В феврале и марте 2016 года у нее в крови находили всего 1 % бластов. К маю их стало уже 10 %. В июне около 40 %. Отчасти этот рост объяснялся инфекциями. Кроме того, она получала фактор роста лейкоцитов “Нейпоген”. Мы решили подождать. У лейкоза есть и другие способы заявить о себе. Но когда Китти поправилась после пневмонии и перестала принимать противогрибковые препараты и фактор роста, число бластов в кровотоке продолжило повышаться. От очередной биопсии она отказалась.
В июле 2016 года Китти исполнилось 80 лет. Она не ожидала, что доживет до этого дня. Ей было приятно. Хотя делать очередное исследование костного мозга она не пожелала, но была готова лечиться. Я перевела ее на сочетание “Дакогена” с другим химиотерапевтическим препаратом – так называемым “6-Тиогуанином”, однако в таких малых дозах, что их можно было считать гомеопатическими, поскольку такое лечение могло с большой вероятностью вызвать опасное снижение уровня лейкоцитов и еще сильнее подавить иммунную систему. Трудно нащупать грань между истреблением лейкозных клеток и отравлением пациента агрессивными цитотоксическими препаратами. После первого курса, на третьей неделе августа 2016 года, Китти опять попала в больницу с высокой температурой и прогрессирующей пневмонией. На этот раз ее госпитализировали на три недели и выписали 14 сентября, назначив и противогрибковые средства, и антибиотики, и противовирусные, и “Флагил”. Это была беспощадная сокрушительная атака на все органы в ее и без того истерзанном, изнуренном организме. У Китти внезапно пропало чувство вкуса. Она с изумлением говорила мне: “До сих пор я и не подозревала, какую огромную роль в аппетите играет вкус”. Она перестала есть и заставляла себя проглотить разве что немного ненавистной для всех смеси Ensure Plus. И продолжала терять вес.

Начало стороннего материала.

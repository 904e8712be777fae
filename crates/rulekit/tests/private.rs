pub mod fixtures;

use fixtures::{CountingScanner, Payday, TEST_RULES, date, test_rules};
use rulekit::calendar::{AnyOf, CALENDAR, DayOfMonth};
use rulekit::domain::config::CodecConfig;
use rulekit::prelude::*;
use std::sync::Arc;

fn counting_serializer(config: &CodecConfig) -> (RuleSerializer, Arc<CountingScanner>) {
    let scanner = Arc::new(CountingScanner::default());
    let serializer = rulekit::configure(&CALENDAR, config)
        .expect("valid codec config")
        .scanner(Arc::clone(&scanner))
        .build();
    (serializer, scanner)
}

#[test]
fn scanned_modules_widen_the_same_instance_only() {
    let config = CodecConfig::default();
    let widened = rulekit::build_serializer(&CALENDAR, &config).unwrap();
    let rule = AnyOf { rules: vec![Box::new(Payday {}), Box::new(DayOfMonth { day: 1 })] };

    assert!(widened.serialize(&rule, &[]).is_err());
    let text = widened.serialize(&rule, &[test_rules()]).unwrap();

    let restored: AnyOf = widened.deserialize(&text, &[]).expect("host module stays known");
    assert!(restored.matches(date(2015, 2, 28)));
    assert!(widened.registry().is_scanned(&TEST_RULES));

    let fresh = rulekit::build_serializer(&CALENDAR, &config).unwrap();
    let err = fresh.deserialize::<AnyOf>(&text, &[]).unwrap_err();
    assert!(matches!(err, CodecError::UnknownType { .. }), "got {err:?}");
}

#[test]
fn configured_default_sources_are_always_known() {
    let config = CodecConfig {
        pretty: true,
        default_sources: vec![format!("module:{}", TEST_RULES.name())],
    };
    let serializer = rulekit::build_serializer(&CALENDAR, &config).unwrap();

    let text = serializer.serialize(&Payday {}, &[]).unwrap();
    assert!(text.contains('\n'));
    assert_eq!(serializer.deserialize::<Payday>(&text, &[]).unwrap(), Payday {});
}

#[test]
fn invalid_configured_sources_are_rejected() {
    let config = CodecConfig { pretty: false, default_sources: vec!["rules.toml".to_owned()] };

    let err = rulekit::build_serializer(&CALENDAR, &config).unwrap_err();
    assert!(
        matches!(err, CodecError::InvalidArgumentKind { ref kind, ref context } if kind == "plain string" && context.is_some()),
        "got {err:?}"
    );
}

#[test]
fn invalid_source_kinds_fail_without_scanning() {
    let (serializer, scanner) = counting_serializer(&CodecConfig::default());

    let err = serializer
        .serialize_with(&DayOfMonth { day: 1 }, &[format!("module:{}", TEST_RULES.name()).as_str(), "oops"])
        .unwrap_err();
    assert!(
        matches!(err, CodecError::InvalidArgumentKind { ref kind, .. } if kind == "plain string"),
        "got {err:?}"
    );
    assert_eq!(scanner.scans(), 0);
}

#[test]
fn each_module_is_scanned_once_per_instance() {
    let (serializer, scanner) = counting_serializer(&CodecConfig::default());

    for _ in 0..3 {
        serializer.serialize(&Payday {}, &[test_rules()]).unwrap();
    }
    assert_eq!(scanner.scans(), 2);
}

#[test]
fn unlinked_modules_fail_to_scan() {
    let serializer = rulekit::build_serializer(&CALENDAR, &CodecConfig::default()).unwrap();
    let missing = TypeSource::Module(RuleModule::named("not_linked_anywhere"));

    let err = serializer.deserialize_dyn(r#"{"$type":"calendar.every_day"}"#, &[missing]).unwrap_err();
    assert!(
        matches!(err, CodecError::ModuleScan { ref module, .. } if module == "not_linked_anywhere"),
        "got {err:?}"
    );
}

Двенадцатого октября 2016 года мы повторили биопсию костного мозга и обнаружили, что там уже 78 % бластов. Я лечила Китти “Дакогеном” и “6-Тиогуанином” три дня – с 19 по 21 октября. Она перенесла лечение хорошо. Увы, оно не помогло. Число кровяных клеток резко падало. Время шло, показатели не улучшались. Потом медленно и грозно стало расти число бластов в крови. Когда уровень лейкоцитов начал быстро повышаться, Китти была так слаба, что не перенесла бы высокодозную химиотерапию; я начала лечение другим препаратом для химиотерапии – он называется “Гидроксиуреа”, и его применяют перорально.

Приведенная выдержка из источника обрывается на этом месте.